The Pitch: Indonesian rapper James (viral star Brian “Rich Brian” Imanuel, in his screen debut) is about to hit it big. So big, in fact, that he announces on Indonesian TV that his next career move is to travel to Hawaii to record his first real album, with the backing of Western studio executives and a phalanx of stylists, agents (an icy Kate Lyn Sheil), and music video directors (a prickly Anthony Kiedis of the Red Hot Chili Peppers).
This is news to his father Joyo (Yaya A.W. Unru), who’s guided his career up to this point, an elderly, working-class man not so much attuned to the needs of the music industry as he is desperate to look out for his son. Some of this is the usual overbearing-father stuff, but it’s underpinned by the fact that both he and James recently lost James’ brother, Jaya.
It’s the kind of tragedy that would cause a rift in even the healthiest father-son dynamics. But Jaya persists in hovering behind his son even after getting fired, misguidedly looking after him in ways that interfere with the slick industry flacks that now surround James — making the situation a veritable powder keg waiting to explode.

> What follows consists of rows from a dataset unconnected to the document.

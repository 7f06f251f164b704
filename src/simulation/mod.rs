//! Loading atmospheric chemistry simulation output
//!
//! A simulation file holds one NetCDF group per run. The loader always works
//! on the first group in the file's native enumeration order and reads two
//! variables from it, species concentrations and reaction rates, each with a
//! comma-separated `head` attribute naming its columns.
//!
//! # Organization
//!
//! - [`reader`]: scoped file access and raw array extraction ([`inspect`])
//! - [`table`]: the time-indexed [`TimeTable`]
//! - [`operations`]: first-step time correction and epoch conversion
//!
//! [`load`] combines them: it corrects the first species timestamp, builds
//! one time index from it and applies that index to both tables.

pub mod operations;
pub mod reader;
pub mod table;

pub use reader::{inspect, inspect_with, Extraction};
pub use table::TimeTable;

use crate::config::LoaderConfig;
use crate::errors::{AtmoError, Result};
use std::path::Path;

/// Loads the first run of `path` as (species, rates) tables with the standard names.
pub fn load<P: AsRef<Path>>(path: P) -> Result<(TimeTable, TimeTable)> {
    load_with(path, &LoaderConfig::default())
}

/// Loads the first run of `path` as (species, rates) tables.
///
/// The first row of each TIME column is rebuilt as `2 * t[1] - t[2]`. The
/// species times then become the index of both tables and are written back
/// into both TIME columns, so the rates table shares the species clock.
///
/// # Errors
///
/// Everything [`inspect_with`] reports, plus `MissingColumn` when a header has
/// no time column, `ColumnMismatch`, `InsufficientRows`, `RowCountMismatch`
/// and `InvalidTimestamp`.
pub fn load_with<P: AsRef<Path>>(path: P, config: &LoaderConfig) -> Result<(TimeTable, TimeTable)> {
    let Extraction {
        mut species,
        mut rates,
        species_columns,
        rates_columns,
        ..
    } = inspect_with(path, config)?;

    table::check_columns(&config.species_variable, &species_columns, &species)?;
    table::check_columns(&config.rates_variable, &rates_columns, &rates)?;

    let species_time = time_column(&species_columns, &config.species_variable, &config.time_column)?;
    let rates_time = time_column(&rates_columns, &config.rates_variable, &config.time_column)?;

    operations::correct_first_time(&config.species_variable, species.column_mut(species_time))?;
    operations::correct_first_time(&config.rates_variable, rates.column_mut(rates_time))?;

    if species.nrows() != rates.nrows() {
        return Err(AtmoError::RowCountMismatch {
            species: species.nrows(),
            rates: rates.nrows(),
        });
    }

    let corrected = species.column(species_time).to_owned();
    let index = operations::time_index(corrected.view())?;
    rates.column_mut(rates_time).assign(&corrected);

    let species = TimeTable::new(&config.species_variable, species_columns, index.clone(), species)?;
    let rates = TimeTable::new(&config.rates_variable, rates_columns, index, rates)?;
    Ok((species, rates))
}

fn time_column(columns: &[String], var: &str, name: &str) -> Result<usize> {
    columns
        .iter()
        .position(|c| c == name)
        .ok_or_else(|| AtmoError::MissingColumn {
            var: var.to_string(),
            column: name.to_string(),
        })
}
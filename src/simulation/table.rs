//! Row-indexed table of simulation output

use crate::errors::{AtmoError, Result};
use chrono::{DateTime, Utc};
use ndarray::{Array2, ArrayView1};

/// A 2-D numeric block with named columns and one timestamp per row
#[derive(Debug, Clone, PartialEq)]
pub struct TimeTable {
    columns: Vec<String>,
    index: Vec<DateTime<Utc>>,
    data: Array2<f64>,
}

impl TimeTable {
    /// Assemble a table, checking that names, index and data agree in size.
    pub fn new(
        var: &str,
        columns: Vec<String>,
        index: Vec<DateTime<Utc>>,
        data: Array2<f64>,
    ) -> Result<Self> {
        check_columns(var, &columns, &data)?;
        if index.len() != data.nrows() {
            return Err(AtmoError::IndexLengthMismatch {
                var: var.to_string(),
                index: index.len(),
                rows: data.nrows(),
            });
        }
        Ok(Self {
            columns,
            index,
            data,
        })
    }

    pub fn columns(&self) -> &[String] {
        &self.columns
    }

    pub fn time_index(&self) -> &[DateTime<Utc>] {
        &self.index
    }

    pub fn data(&self) -> &Array2<f64> {
        &self.data
    }

    pub fn nrows(&self) -> usize {
        self.data.nrows()
    }

    pub fn ncols(&self) -> usize {
        self.data.ncols()
    }

    /// Position of the first column with this name
    pub fn column_index(&self, name: &str) -> Option<usize> {
        self.columns.iter().position(|c| c == name)
    }

    pub fn column(&self, name: &str) -> Option<ArrayView1<'_, f64>> {
        self.column_index(name).map(|i| self.data.column(i))
    }

    /// Row values and their timestamp
    pub fn row(&self, i: usize) -> Option<(DateTime<Utc>, ArrayView1<'_, f64>)> {
        let time = *self.index.get(i)?;
        Some((time, self.data.row(i)))
    }

    /// Consume the table, returning names, index and data
    pub fn into_parts(self) -> (Vec<String>, Vec<DateTime<Utc>>, Array2<f64>) {
        (self.columns, self.index, self.data)
    }
}

/// Fails unless there is exactly one name per array column.
pub fn check_columns(var: &str, columns: &[String], data: &Array2<f64>) -> Result<()> {
    if columns.len() != data.ncols() {
        return Err(AtmoError::ColumnMismatch {
            var: var.to_string(),
            columns: columns.len(),
            width: data.ncols(),
        });
    }
    Ok(())
}
//! Dataset-level metadata for simulation output files
//!
//! A simulation file carries a creation date and a free-text description at
//! the root, plus one sub-group per simulation run. Each run records how long
//! it took to compute in its `WALL_time` attribute.

use crate::errors::{AtmoError, Result};
use netcdf::{Attribute, AttributeValue, File, Group};
use std::path::Path;
use tracing::{debug, info, warn};

/// Root attribute holding the creation timestamp
pub const DATE_ATTRIBUTE: &str = "date";
/// Root attribute holding the run description
pub const DESCRIPTION_ATTRIBUTE: &str = "description";
/// Group attribute holding the compute duration in seconds
pub const WALL_TIME_ATTRIBUTE: &str = "WALL_time";

/// Observability metadata collected while reading a simulation file
#[derive(Debug, Clone, PartialEq)]
pub struct DatasetInfo {
    pub date: Option<String>,
    pub description: Option<String>,
    /// Group names in native enumeration order
    pub groups: Vec<String>,
    pub selected_group: String,
    /// Compute duration of the selected run, in seconds
    pub wall_time: Option<f64>,
}

impl DatasetInfo {
    /// Log the collected metadata
    pub fn log(&self) {
        info!(
            date = self.date.as_deref().unwrap_or("<unknown>"),
            description = self.description.as_deref().unwrap_or("<none>"),
            "simulation dataset"
        );
        for (i, name) in self.groups.iter().enumerate() {
            debug!(index = i, group = %name, "available group");
        }
        match self.wall_time {
            Some(seconds) => info!(
                group = %self.selected_group,
                wall_time = seconds,
                "group {} selected, took {} seconds to compute",
                self.selected_group,
                seconds
            ),
            None => warn!(group = %self.selected_group, "selected group has no {}", WALL_TIME_ATTRIBUTE),
        }
    }
}

/// Lists group names in the order the file enumerates them.
pub fn list_groups(file: &File) -> Result<Vec<String>> {
    Ok(file.groups()?.map(|g| g.name()).collect())
}

/// Returns the run a reader works on: the first group in native enumeration order.
pub fn select_first_group<'f>(file: &'f File, path: &Path) -> Result<Group<'f>> {
    file.groups()?.next().ok_or_else(|| AtmoError::NoGroups {
        path: path.to_path_buf(),
    })
}

/// Reads root metadata and the selected group's compute time.
pub fn read_dataset_info(file: &File, group: &Group<'_>) -> Result<DatasetInfo> {
    let date = file.attribute(DATE_ATTRIBUTE).and_then(|a| attribute_as_string(&a));
    let description = file
        .attribute(DESCRIPTION_ATTRIBUTE)
        .and_then(|a| attribute_as_string(&a));
    let wall_time = group
        .attribute(WALL_TIME_ATTRIBUTE)
        .and_then(|a| attribute_as_f64(&a));

    Ok(DatasetInfo {
        date,
        description,
        groups: list_groups(file)?,
        selected_group: group.name(),
        wall_time,
    })
}

/// Text content of an attribute, if it holds a single string.
pub fn attribute_as_string(attr: &Attribute<'_>) -> Option<String> {
    match attr.value().ok()? {
        AttributeValue::Str(s) => Some(s),
        AttributeValue::Strs(mut v) if v.len() == 1 => v.pop(),
        _ => None,
    }
}

/// Numeric content of a scalar attribute, widened to f64.
pub fn attribute_as_f64(attr: &Attribute<'_>) -> Option<f64> {
    match attr.value().ok()? {
        AttributeValue::Double(v) => Some(v),
        AttributeValue::Float(v) => Some(f64::from(v)),
        AttributeValue::Int(v) => Some(f64::from(v)),
        AttributeValue::Uint(v) => Some(f64::from(v)),
        AttributeValue::Short(v) => Some(f64::from(v)),
        AttributeValue::Ushort(v) => Some(f64::from(v)),
        AttributeValue::Longlong(v) => Some(v as f64),
        AttributeValue::Ulonglong(v) => Some(v as f64),
        AttributeValue::Doubles(v) if v.len() == 1 => Some(v[0]),
        AttributeValue::Floats(v) if v.len() == 1 => Some(f64::from(v[0])),
        _ => None,
    }
}
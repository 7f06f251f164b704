//! Centralized error handling for atmo_toolkit
//!
//! Every failure surfaces to the caller as a distinct variant so that bad
//! coordinates, malformed simulation files and I/O failures can be told apart.

use std::fmt;
use std::path::PathBuf;

/// Main error type for atmo_toolkit operations
#[derive(Debug)]
pub enum AtmoError {
    /// Geographic lookup found no timezone for the coordinates
    UnresolvableTimezone { latitude: f64, longitude: f64 },

    /// Lookup produced a zone name the timezone database does not know
    UnknownTimezone { name: String },

    /// Latitude or longitude is NaN or infinite
    InvalidCoordinate { latitude: f64, longitude: f64 },

    /// The input file could not be opened
    FileOpen { path: PathBuf, source: netcdf::Error },

    /// NetCDF read errors after the file is open
    NetCDFError(netcdf::Error),

    /// I/O operation errors
    IoError(std::io::Error),

    /// The file contains no sub-groups to select from
    NoGroups { path: PathBuf },

    /// Expected variable absent from the selected group
    MissingVariable { group: String, var: String },

    /// Expected attribute absent or not a string
    MissingAttribute { var: String, attr: String },

    /// Expected column absent from a variable's column header
    MissingColumn { var: String, column: String },

    /// Column header length differs from the array width
    ColumnMismatch {
        var: String,
        columns: usize,
        width: usize,
    },

    /// Too few rows to extrapolate the first timestamp
    InsufficientRows { var: String, rows: usize },

    /// Species and rates tables cannot share one time index
    RowCountMismatch { species: usize, rates: usize },

    /// Time index length differs from the table's row count
    IndexLengthMismatch {
        var: String,
        index: usize,
        rows: usize,
    },

    /// Variable rank cannot be viewed as a table
    InvalidShape { var: String, shape: Vec<usize> },

    /// Seconds value that cannot become a calendar timestamp
    InvalidTimestamp { row: usize, value: f64 },

    /// Array shape or dimension error
    ArrayError(ndarray::ShapeError),
}

impl fmt::Display for AtmoError {
    fn fmt(&self, f: &mut fmt::Formatter<'_>) -> fmt::Result {
        match self {
            AtmoError::UnresolvableTimezone {
                latitude,
                longitude,
            } => write!(
                f,
                "No timezone could be resolved for latitude {}, longitude {}",
                latitude, longitude
            ),
            AtmoError::UnknownTimezone { name } => {
                write!(f, "Timezone '{}' is not in the timezone database", name)
            }
            AtmoError::InvalidCoordinate {
                latitude,
                longitude,
            } => write!(
                f,
                "Invalid coordinate: latitude {}, longitude {}",
                latitude, longitude
            ),
            AtmoError::FileOpen { path, source } => {
                write!(f, "Failed to open '{}': {}", path.display(), source)
            }
            AtmoError::NetCDFError(e) => write!(f, "NetCDF error: {}", e),
            AtmoError::IoError(e) => write!(f, "I/O error: {}", e),
            AtmoError::NoGroups { path } => {
                write!(f, "No simulation groups found in '{}'", path.display())
            }
            AtmoError::MissingVariable { group, var } => {
                write!(f, "Variable '{}' not found in group '{}'", var, group)
            }
            AtmoError::MissingAttribute { var, attr } => {
                write!(f, "Attribute '{}' not found on variable '{}'", attr, var)
            }
            AtmoError::MissingColumn { var, column } => {
                write!(f, "Column '{}' not found in variable '{}'", column, var)
            }
            AtmoError::ColumnMismatch {
                var,
                columns,
                width,
            } => write!(
                f,
                "Variable '{}' names {} columns but has {} values per row",
                var, columns, width
            ),
            AtmoError::InsufficientRows { var, rows } => write!(
                f,
                "Variable '{}' has {} rows, at least 3 are needed to correct the first time step",
                var, rows
            ),
            AtmoError::RowCountMismatch { species, rates } => write!(
                f,
                "Species has {} rows but rates has {}; they cannot share a time index",
                species, rates
            ),
            AtmoError::IndexLengthMismatch { var, index, rows } => write!(
                f,
                "Time index for '{}' has {} entries but the table has {} rows",
                var, index, rows
            ),
            AtmoError::InvalidShape { var, shape } => {
                write!(f, "Variable '{}' has unsupported shape {:?}", var, shape)
            }
            AtmoError::InvalidTimestamp { row, value } => {
                write!(f, "Row {} holds invalid time value {}", row, value)
            }
            AtmoError::ArrayError(e) => write!(f, "Array error: {}", e),
        }
    }
}

impl std::error::Error for AtmoError {
    fn source(&self) -> Option<&(dyn std::error::Error + 'static)> {
        match self {
            AtmoError::FileOpen { source, .. } => Some(source),
            AtmoError::NetCDFError(e) => Some(e),
            AtmoError::IoError(e) => Some(e),
            AtmoError::ArrayError(e) => Some(e),
            _ => None,
        }
    }
}

impl From<netcdf::Error> for AtmoError {
    fn from(error: netcdf::Error) -> Self {
        AtmoError::NetCDFError(error)
    }
}

impl From<std::io::Error> for AtmoError {
    fn from(error: std::io::Error) -> Self {
        AtmoError::IoError(error)
    }
}

impl From<ndarray::ShapeError> for AtmoError {
    fn from(error: ndarray::ShapeError) -> Self {
        AtmoError::ArrayError(error)
    }
}

/// Result type alias for atmo_toolkit operations
pub type Result<T> = std::result::Result<T, AtmoError>;
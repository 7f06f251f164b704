//! UTC offset of a location from its latitude and longitude
//!
//! The coordinate is resolved to an IANA zone name through polygon lookup,
//! then the zone's offset is evaluated at a concrete instant. Because the
//! offset moves with daylight saving, results are only valid for the instant
//! they were computed at.
//!
//! ```rust,no_run
//! use atmo_toolkit::timezone::{offset_at, TimezoneResolver};
//! use chrono::Utc;
//!
//! let resolver = TimezoneResolver::global();
//! let seconds = offset_at(resolver, 39.74, -104.99, Utc::now()).unwrap();
//! println!("Denver is {} seconds from UTC", seconds);
//! ```

use crate::config::ResolverConfig;
use crate::errors::{AtmoError, Result};
use chrono::{DateTime, Offset, TimeZone, Utc};
use chrono_tz::Tz;
use std::sync::OnceLock;
use tracing::debug;
use tzf_rs::DefaultFinder;

static GLOBAL_RESOLVER: OnceLock<TimezoneResolver> = OnceLock::new();

/// Maps a coordinate to an IANA timezone name
pub trait TimezoneLookup {
    /// Returns `None` when no timezone covers the coordinate.
    fn timezone_name(&self, latitude: f64, longitude: f64) -> Option<String>;
}

/// Polygon-based resolver over the bundled timezone boundary data
pub struct TimezoneResolver {
    finder: DefaultFinder,
    config: ResolverConfig,
}

impl TimezoneResolver {
    /// Build a resolver. Loading the polygon index takes a noticeable moment,
    /// so construct it once and reuse it.
    pub fn new(config: ResolverConfig) -> Self {
        Self {
            finder: DefaultFinder::new(),
            config,
        }
    }

    /// Process-wide resolver with default configuration, built on first use.
    pub fn global() -> &'static TimezoneResolver {
        GLOBAL_RESOLVER.get_or_init(|| TimezoneResolver::new(ResolverConfig::default()))
    }

    pub fn config(&self) -> &ResolverConfig {
        &self.config
    }
}

impl Default for TimezoneResolver {
    fn default() -> Self {
        Self::new(ResolverConfig::default())
    }
}

impl TimezoneLookup for TimezoneResolver {
    fn timezone_name(&self, latitude: f64, longitude: f64) -> Option<String> {
        let name = self.finder.get_tz_name(longitude, latitude);
        debug!(latitude, longitude, zone = name, "timezone lookup");

        accept_zone(name, &self.config)
    }
}

/// Keeps a looked-up zone name unless it is empty or an ocean zone the config rejects.
fn accept_zone(name: &str, config: &ResolverConfig) -> Option<String> {
    if name.is_empty() {
        return None;
    }
    if is_ocean_zone(name) && !config.accept_ocean_zones {
        return None;
    }
    Some(name.to_string())
}

/// Nautical zones (`Etc/GMT+9` and friends) cover open water, not land.
fn is_ocean_zone(name: &str) -> bool {
    name.starts_with("Etc/")
}

/// Resolves the timezone covering a coordinate.
pub fn resolve_timezone<L>(lookup: &L, latitude: f64, longitude: f64) -> Result<Tz>
where
    L: TimezoneLookup + ?Sized,
{
    if !latitude.is_finite() || !longitude.is_finite() {
        return Err(AtmoError::InvalidCoordinate {
            latitude,
            longitude,
        });
    }

    let name = lookup
        .timezone_name(latitude, longitude)
        .ok_or(AtmoError::UnresolvableTimezone {
            latitude,
            longitude,
        })?;

    name.parse::<Tz>()
        .map_err(|_| AtmoError::UnknownTimezone { name })
}

/// Offset of `tz` from UTC at `instant`, in seconds, positive east of Greenwich.
pub fn utc_offset_seconds(tz: Tz, instant: DateTime<Utc>) -> f64 {
    let local = tz.offset_from_utc_datetime(&instant.naive_utc());
    f64::from(local.fix().local_minus_utc())
}

/// Offset in seconds between local civil time at the coordinate and UTC, at `instant`.
pub fn offset_at<L>(lookup: &L, latitude: f64, longitude: f64, instant: DateTime<Utc>) -> Result<f64>
where
    L: TimezoneLookup + ?Sized,
{
    let tz = resolve_timezone(lookup, latitude, longitude)?;
    Ok(utc_offset_seconds(tz, instant))
}

/// Offset in seconds for the coordinate right now, using the process-wide resolver.
pub fn offset(latitude: f64, longitude: f64) -> Result<f64> {
    offset_at(TimezoneResolver::global(), latitude, longitude, Utc::now())
}
//! Limits applied when splitting a thread.

use serde::{Deserialize, Serialize};

use crate::error::{SplitError, SplitResult};

/// Default maximum weighted length of a single tweet.
pub const DEFAULT_MAX_TWEET_LENGTH: usize = 280;

/// Default maximum number of tweets in a thread.
pub const DEFAULT_MAX_THREAD_LENGTH: usize = 25;

/// Environment variable overriding [`SplitterConfig::max_tweet_length`].
pub const ENV_MAX_TWEET_LENGTH: &str = "THREAD_MAX_TWEET_LENGTH";

/// Environment variable overriding [`SplitterConfig::max_thread_length`].
pub const ENV_MAX_THREAD_LENGTH: &str = "THREAD_MAX_THREAD_LENGTH";

/// Splitter limits. Passed explicitly to every call.
#[derive(Debug, Clone, Copy, PartialEq, Eq, Serialize, Deserialize)]
#[serde(default, rename_all = "camelCase")]
pub struct SplitterConfig {
    /// Maximum weighted length of one tweet.
    pub max_tweet_length: usize,
    /// Maximum number of tweets in the thread.
    pub max_thread_length: usize,
}

impl Default for SplitterConfig {
    fn default() -> Self {
        Self {
            max_tweet_length: DEFAULT_MAX_TWEET_LENGTH,
            max_thread_length: DEFAULT_MAX_THREAD_LENGTH,
        }
    }
}

impl SplitterConfig {
    /// Create a config with explicit limits.
    #[must_use]
    pub fn new(max_tweet_length: usize, max_thread_length: usize) -> Self {
        Self {
            max_tweet_length,
            max_thread_length,
        }
    }

    /// Set the per-tweet limit.
    #[must_use]
    pub fn with_max_tweet_length(mut self, max: usize) -> Self {
        self.max_tweet_length = max;
        self
    }

    /// Set the thread length limit.
    #[must_use]
    pub fn with_max_thread_length(mut self, max: usize) -> Self {
        self.max_thread_length = max;
        self
    }

    /// Load limits from the environment.
    ///
    /// # Optional Environment Variables
    /// - `THREAD_MAX_TWEET_LENGTH`: per-tweet weighted limit (default: 280)
    /// - `THREAD_MAX_THREAD_LENGTH`: maximum tweets per thread (default: 25)
    ///
    /// Missing or unparsable values fall back to the defaults.
    #[must_use]
    pub fn from_env() -> Self {
        let max_tweet_length = std::env::var(ENV_MAX_TWEET_LENGTH)
            .ok()
            .and_then(|v| v.trim().parse().ok())
            .unwrap_or(DEFAULT_MAX_TWEET_LENGTH);

        let max_thread_length = std::env::var(ENV_MAX_THREAD_LENGTH)
            .ok()
            .and_then(|v| v.trim().parse().ok())
            .unwrap_or(DEFAULT_MAX_THREAD_LENGTH);

        Self {
            max_tweet_length,
            max_thread_length,
        }
    }

    /// Reject limits no thread could satisfy.
    pub fn validate(&self) -> SplitResult<()> {
        if self.max_tweet_length == 0 {
            return Err(SplitError::InvalidConfig(
                "max_tweet_length must be greater than zero".to_string(),
            ));
        }
        if self.max_thread_length == 0 {
            return Err(SplitError::InvalidConfig(
                "max_thread_length must be greater than zero".to_string(),
            ));
        }
        Ok(())
    }
}
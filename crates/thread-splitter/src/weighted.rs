//! Weighted character counting as performed by X/Twitter.
//!
//! Mirrors the platform's v3 counting configuration:
//!
//! - text is NFC-normalized before counting
//! - code points in the light ranges weigh 1, everything else weighs 2
//! - an emoji sequence (ZWJ families, flags, keycaps, skin tones) weighs 2 in total
//! - every link (see [`crate::urls`]) weighs a flat 23 no matter its length

use unicode_normalization::UnicodeNormalization;
use unicode_segmentation::UnicodeSegmentation;

use crate::urls::url_spans;

/// All weights are expressed in hundredths, as in the platform config.
const SCALE: usize = 100;

/// Weight of any code point outside [`LIGHT_RANGES`].
const DEFAULT_WEIGHT: usize = 200;

/// Weight of a URL, in display characters.
pub const URL_WEIGHT: usize = 23;

/// Inclusive code point ranges with their (scaled) weight.
const LIGHT_RANGES: [(u32, u32, usize); 4] = [
    (0x0000, 0x10FF, 100),
    (0x2000, 0x200D, 100),
    (0x2010, 0x201F, 100),
    (0x2032, 0x2037, 100),
];

/// Weighted length of `text`, in display characters.
#[must_use]
pub fn weighted_length(text: &str) -> usize {
    let normalized: String = text.nfc().collect();
    let mut scaled = 0;
    let mut cursor = 0;

    for span in url_spans(&normalized) {
        scaled += plain_weight(&normalized[cursor..span.start]);
        scaled += URL_WEIGHT * SCALE;
        cursor = span.end;
    }
    scaled += plain_weight(&normalized[cursor..]);

    scaled / SCALE
}

/// Whether `text` is within `max` weighted characters.
#[must_use]
pub fn fits(text: &str, max: usize) -> bool {
    weighted_length(text) <= max
}

/// Scaled weight of text that contains no URL.
fn plain_weight(text: &str) -> usize {
    text.graphemes(true)
        .map(|g| {
            if is_emoji_sequence(g) {
                DEFAULT_WEIGHT
            } else {
                g.chars().map(char_weight).sum()
            }
        })
        .sum()
}

fn char_weight(c: char) -> usize {
    let cp = u32::from(c);
    LIGHT_RANGES
        .iter()
        .find(|(start, end, _)| (*start..=*end).contains(&cp))
        .map_or(DEFAULT_WEIGHT, |(_, _, weight)| *weight)
}

fn is_emoji_sequence(grapheme: &str) -> bool {
    grapheme.chars().nth(1).is_some() && grapheme.chars().any(is_emoji_component)
}

fn is_emoji_component(c: char) -> bool {
    matches!(
        u32::from(c),
        0x1F000..=0x1FAFF   // pictographs, flags, skin tones
            | 0x2600..=0x27BF // misc symbols, dingbats
            | 0x200D          // zero width joiner
            | 0xFE0F          // emoji presentation selector
            | 0x20E3 // combining keycap
    )
}

#[cfg(test)]
mod tests {
    use super::*;

    #[test]
    fn test_ascii_counts_one_per_char() {
        assert_eq!(weighted_length("hello world"), 11);
        assert_eq!(weighted_length(""), 0);
    }

    #[test]
    fn test_cjk_counts_double() {
        assert_eq!(weighted_length("漢"), 2);
        assert_eq!(weighted_length("漢 字"), 5);
        assert_eq!(weighted_length("こんにちは"), 10);
    }

    #[test]
    fn test_light_punctuation_ranges() {
        // En dash and curly quotes sit in the light ranges.
        assert_eq!(weighted_length("\u{2013}\u{201C}\u{201D}"), 3);
        // Horizontal ellipsis does not.
        assert_eq!(weighted_length("\u{2026}"), 2);
    }

    #[test]
    fn test_nfc_normalization_before_counting() {
        // "e" + combining acute composes to a single light code point.
        assert_eq!(weighted_length("e\u{301}"), 1);
    }

    #[test]
    fn test_emoji_sequences_count_once() {
        assert_eq!(weighted_length("😀"), 2);
        // Family: man ZWJ woman ZWJ girl.
        assert_eq!(weighted_length("👨\u{200D}👩\u{200D}👧"), 2);
        // Thumbs up with skin tone modifier.
        assert_eq!(weighted_length("👍🏽"), 2);
    }

    #[test]
    fn test_urls_count_flat() {
        assert_eq!(weighted_length("https://x.com/a"), URL_WEIGHT);
        let long = format!("https://example.com/{}", "a".repeat(200));
        assert_eq!(weighted_length(&long), URL_WEIGHT);
        assert_eq!(weighted_length("see example.com now"), 4 + URL_WEIGHT + 4);
    }

    #[test]
    fn test_url_trailing_punctuation_excluded() {
        assert_eq!(weighted_length("Read https://x.com/a."), 5 + URL_WEIGHT + 1);
    }

    #[test]
    fn test_link_rules_decide_weight() {
        assert_eq!(weighted_length("example.ch/pricing"), URL_WEIGHT);
        assert_eq!(weighted_length("startup.ventures"), URL_WEIGHT);
        assert_eq!(weighted_length("install.sh"), 10);
        assert_eq!(weighted_length("https://localhost"), 17);
        assert_eq!(weighted_length("mail me@example.com"), 19);
    }

    #[test]
    fn test_fits_boundary() {
        let text = "a".repeat(280);
        assert!(fits(&text, 280));
        assert!(!fits(&format!("{text}a"), 280));
    }
}
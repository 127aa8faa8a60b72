//! Normalization applied to user text before it is embedded in a prompt.

use std::sync::LazyLock;

use regex::Regex;

/// Invisible characters commonly used to split up trigger phrases.
pub const ZERO_WIDTH_CHARS: [char; 5] = ['\u{200B}', '\u{200C}', '\u{200D}', '\u{2060}', '\u{FEFF}'];

static EXCESS_NEWLINES: LazyLock<Regex> =
    LazyLock::new(|| Regex::new(r"\n{3,}").expect("valid newline regex"));

/// Remove zero-width characters.
#[must_use]
pub fn strip_zero_width(text: &str) -> String {
    text.chars().filter(|c| !ZERO_WIDTH_CHARS.contains(c)).collect()
}

/// Strip zero-width characters, cap blank-line runs at one, and trim.
///
/// Total and idempotent.
#[must_use]
pub fn sanitize_user_input(text: &str) -> String {
    let stripped = strip_zero_width(text);
    EXCESS_NEWLINES
        .replace_all(&stripped, "\n\n")
        .trim()
        .to_string()
}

I No Bother You: Justin Chon’s fifth film follows along the narrative threads he’s traced in films ranging from Gook to Ms. Purple to last year’s Blue Bayou, tales of fragmented family units and ambitions colliding against the specificities of East-meets-West culture clash. With Jamojaya, Chon engages in some of his most interesting, experimental craft to date — which is a good thing, considering the looseness with which its narrative and thematic ideas tend to play out.
At the heart of the story is the titular Indonesian myth of Prince Jamojaya, who transforms into a banyan tree and leaves his brother struggling to find him, much less understand him in his new form. It’s a deliciously elemental core on which to hang the narrative, born out by Chon in animated sequences and purposeful usage of Hawaii’s bucolic beaches and towering mountains.
Chon finds opportunities to place James and Joyo alike at the foot of a banyan tree, looking up as if to hope that their lost loved one is in there, somewhere. All in the hopes of grounding them in this intimidating new cultural context they’ve found themselves in, one that brushes off James’ attempts to stay rooted to his family and culture (studio execs callously brush off his repeated entreaties to use an Indonesian child’s chorus in his works, or the traditional suit his brother used to wear).